◆ **Given data**:
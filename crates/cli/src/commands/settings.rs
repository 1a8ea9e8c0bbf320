//! Persistent CLI settings

use anyhow::Result;

use crate::config::Config;
use crate::output::{print_info, print_json, print_success, OutputFormat};

/// Show the stored settings and where they live
pub fn show(config: &Config, format: OutputFormat) -> Result<()> {
    match format {
        OutputFormat::Json => print_json(config),
        OutputFormat::Table => {
            print_info(&format!("Config file: {}", Config::config_path()?.display()));
            println!(
                "api_url:        {}",
                config.api_url.as_deref().unwrap_or("(default)")
            );
            println!(
                "default_format: {}",
                config.default_format.as_deref().unwrap_or("(default)")
            );
            Ok(())
        }
    }
}

/// Update the stored settings
pub fn set(
    mut config: Config,
    api_url: Option<String>,
    default_format: Option<OutputFormat>,
) -> Result<()> {
    if let Some(url) = api_url {
        url::Url::parse(&url)?;
        config.api_url = Some(url);
    }
    if let Some(format) = default_format {
        let name = match format {
            OutputFormat::Table => "table",
            OutputFormat::Json => "json",
        };
        config.default_format = Some(name.to_string());
    }

    let path = config.save()?;
    print_success(&format!("Saved settings to {}", path.display()));
    Ok(())
}
//! Observability infrastructure for prediction runs
//!
//! Provides:
//! - Prometheus metrics (run counts by outcome, run and predictor latency, objects written)
//! - Structured logging of run lifecycle events with tracing

use crate::error::PredictionError;
use crate::models::{InputSnapshot, PredictionResult};
use prometheus::{
    register_histogram, register_int_counter, register_int_counter_vec, register_int_gauge,
    Histogram, IntCounter, IntCounterVec, IntGauge,
};
use std::sync::OnceLock;
use tracing::{error, info, warn};

/// Histogram buckets for run and predictor latency (in seconds)
const LATENCY_BUCKETS: &[f64] = &[0.05, 0.1, 0.25, 0.5, 1.0, 2.5, 5.0, 10.0, 30.0, 60.0];

/// Global metrics instance (registered once)
static GLOBAL_METRICS: OnceLock<AgentMetricsInner> = OnceLock::new();

/// Inner metrics structure that holds the actual Prometheus metrics
struct AgentMetricsInner {
    runs_started: IntCounter,
    runs_completed: IntCounter,
    runs_cancelled: IntCounter,
    runs_failed: IntCounterVec,
    run_duration_seconds: Histogram,
    predictor_latency_seconds: Histogram,
    objects_written: IntCounter,
    run_active: IntGauge,
}

impl AgentMetricsInner {
    fn new() -> Self {
        Self {
            runs_started: register_int_counter!(
                "climate_agent_runs_started_total",
                "Total number of prediction runs started"
            )
            .expect("Failed to register runs_started"),

            runs_completed: register_int_counter!(
                "climate_agent_runs_completed_total",
                "Total number of prediction runs that updated the model"
            )
            .expect("Failed to register runs_completed"),

            runs_cancelled: register_int_counter!(
                "climate_agent_runs_cancelled_total",
                "Total number of prediction runs stopped before completion"
            )
            .expect("Failed to register runs_cancelled"),

            runs_failed: register_int_counter_vec!(
                "climate_agent_runs_failed_total",
                "Total number of aborted prediction runs by failure kind",
                &["kind"]
            )
            .expect("Failed to register runs_failed"),

            run_duration_seconds: register_histogram!(
                "climate_agent_run_duration_seconds",
                "Wall time of a prediction run from input gathering to write-back",
                LATENCY_BUCKETS.to_vec()
            )
            .expect("Failed to register run_duration_seconds"),

            predictor_latency_seconds: register_histogram!(
                "climate_agent_predictor_latency_seconds",
                "Time spent waiting for both predictor processes",
                LATENCY_BUCKETS.to_vec()
            )
            .expect("Failed to register predictor_latency_seconds"),

            objects_written: register_int_counter!(
                "climate_agent_objects_written_total",
                "Total number of actuator objects updated with predictions"
            )
            .expect("Failed to register objects_written"),

            run_active: register_int_gauge!(
                "climate_agent_run_active",
                "1 while a prediction run is in flight"
            )
            .expect("Failed to register run_active"),
        }
    }
}

/// Agent metrics for Prometheus exposition
///
/// This is a lightweight handle to the global metrics instance.
/// Multiple clones share the same underlying metrics.
#[derive(Clone)]
pub struct AgentMetrics {
    _private: (),
}

impl Default for AgentMetrics {
    fn default() -> Self {
        Self::new()
    }
}

impl AgentMetrics {
    /// Create a new metrics handle (initializes global metrics if needed)
    pub fn new() -> Self {
        GLOBAL_METRICS.get_or_init(AgentMetricsInner::new);
        Self { _private: () }
    }

    fn inner(&self) -> &AgentMetricsInner {
        GLOBAL_METRICS.get().expect("Metrics not initialized")
    }

    pub fn inc_runs_started(&self) {
        self.inner().runs_started.inc();
    }

    pub fn inc_runs_completed(&self) {
        self.inner().runs_completed.inc();
    }

    pub fn inc_runs_cancelled(&self) {
        self.inner().runs_cancelled.inc();
    }

    /// Count an aborted run under its failure kind
    pub fn inc_runs_failed(&self, kind: &str) {
        self.inner().runs_failed.with_label_values(&[kind]).inc();
    }

    pub fn observe_run_duration(&self, duration_secs: f64) {
        self.inner().run_duration_seconds.observe(duration_secs);
    }

    pub fn observe_predictor_latency(&self, duration_secs: f64) {
        self.inner().predictor_latency_seconds.observe(duration_secs);
    }

    pub fn add_objects_written(&self, count: u64) {
        self.inner().objects_written.inc_by(count);
    }

    pub fn set_run_active(&self, active: bool) {
        self.inner().run_active.set(i64::from(active));
    }
}

/// Structured logger for run lifecycle events
#[derive(Clone)]
pub struct StructuredLogger {
    host: String,
}

impl StructuredLogger {
    pub fn new(host: impl Into<String>) -> Self {
        Self { host: host.into() }
    }

    /// Log a run start after the model reset
    pub fn log_run_started(&self, execution_id: &str, reset_objects: usize) {
        info!(
            event = "run_started",
            host = %self.host,
            execution_id = %execution_id,
            reset_objects = reset_objects,
            "Prediction run started"
        );
    }

    /// Log the inputs read from the model
    pub fn log_inputs(&self, execution_id: &str, inputs: &InputSnapshot) {
        info!(
            event = "inputs_read",
            host = %self.host,
            execution_id = %execution_id,
            prediction_month = inputs.prediction_month,
            desired_temperature = inputs.desired_temperature,
            desired_luminosity = inputs.desired_luminosity,
            current_humidity = inputs.current_humidity,
            current_co2 = inputs.current_co2,
            "Read model inputs"
        );
    }

    pub fn log_prediction_applied(
        &self,
        execution_id: &str,
        result: &PredictionResult,
        objects_written: usize,
    ) {
        info!(
            event = "prediction_applied",
            host = %self.host,
            execution_id = %execution_id,
            temperature = result.temperature,
            luminosity = result.luminosity,
            humidifier_on = result.humidifier_on,
            air_purifier_on = result.air_purifier_on,
            objects_written = objects_written,
            "Model updated with prediction"
        );
    }

    /// Log an aborted run with the cause
    pub fn log_run_aborted(&self, execution_id: &str, err: &PredictionError) {
        error!(
            event = "run_aborted",
            host = %self.host,
            execution_id = %execution_id,
            kind = err.kind(),
            error = %err,
            "Prediction run aborted"
        );
    }

    pub fn log_run_cancelled(&self, execution_id: &str) {
        warn!(
            event = "run_cancelled",
            host = %self.host,
            execution_id = %execution_id,
            "Prediction run cancelled before write-back"
        );
    }

    /// Log the controller returning to idle
    pub fn log_run_stopped(&self, execution_id: &str, requested: bool) {
        info!(
            event = "run_stopped",
            host = %self.host,
            execution_id = %execution_id,
            requested = requested,
            "Execution stopped"
        );
    }

    pub fn log_startup(&self, version: &str, model_objects: usize) {
        info!(
            event = "agent_started",
            host = %self.host,
            agent_version = %version,
            model_objects = model_objects,
            "Climate agent started"
        );
    }

    pub fn log_shutdown(&self, reason: &str) {
        info!(
            event = "agent_shutdown",
            host = %self.host,
            reason = %reason,
            "Climate agent shutting down"
        );
    }
}

#[cfg(test)]
mod tests {
    use super::*;

    #[test]
    fn test_agent_metrics_creation() {
        // Metrics live in the global Prometheus registry, so every handle shares them
        let metrics = AgentMetrics::new();

        metrics.inc_runs_started();
        metrics.inc_runs_completed();
        metrics.inc_runs_cancelled();
        metrics.inc_runs_failed("format");
        metrics.observe_run_duration(0.5);
        metrics.observe_predictor_latency(0.4);
        metrics.add_objects_written(4);
        metrics.set_run_active(false);

        let _second = AgentMetrics::new();
    }

    #[test]
    fn test_structured_logger_creation() {
        let logger = StructuredLogger::new("test-host");
        assert_eq!(logger.host, "test-host");
    }
}
//! Agent library for room climate prediction
//!
//! This crate provides the core functionality for:
//! - Reading prediction inputs from the object model
//! - Running the external regression and classifier predictors
//! - Writing predictions back to the actuator objects
//! - The toggle/stop lifecycle of prediction runs
//! - Health checks and observability

pub mod controller;
pub mod error;
pub mod health;
pub mod model;
pub mod models;
pub mod observability;
pub mod predictor;
pub mod worker;

pub use controller::{RunController, RunControllerBuilder};
pub use error::{ModelError, PredictionError};
pub use health::{
    ComponentHealth, ComponentStatus, HealthRegistry, HealthResponse, ReadinessResponse,
};
pub use model::{AttrValue, InMemoryModel, ModelSnapshot, ObjectModel, RoomModel};
pub use models::*;
pub use observability::{AgentMetrics, StructuredLogger};
pub use predictor::{PredictorConfig, PredictorLauncher, ProcessLauncher};
pub use worker::PredictionWorker;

◆ **Problem requirements**: For this exercise, repeat exactly the lines of the data above from the one with "pub fn observe_run_duration(&self, duration_secs: f64)" down to the one with "pub fn add_objects_written(&self, count: u64)", both end lines included.

◆ **Exercise output**:
    pub fn observe_run_duration(&self, duration_secs: f64) {
        self.inner().run_duration_seconds.observe(duration_secs);
    }

    pub fn observe_predictor_latency(&self, duration_secs: f64) {
        self.inner().predictor_latency_seconds.observe(duration_secs);
    }

    pub fn add_objects_written(&self, count: u64) {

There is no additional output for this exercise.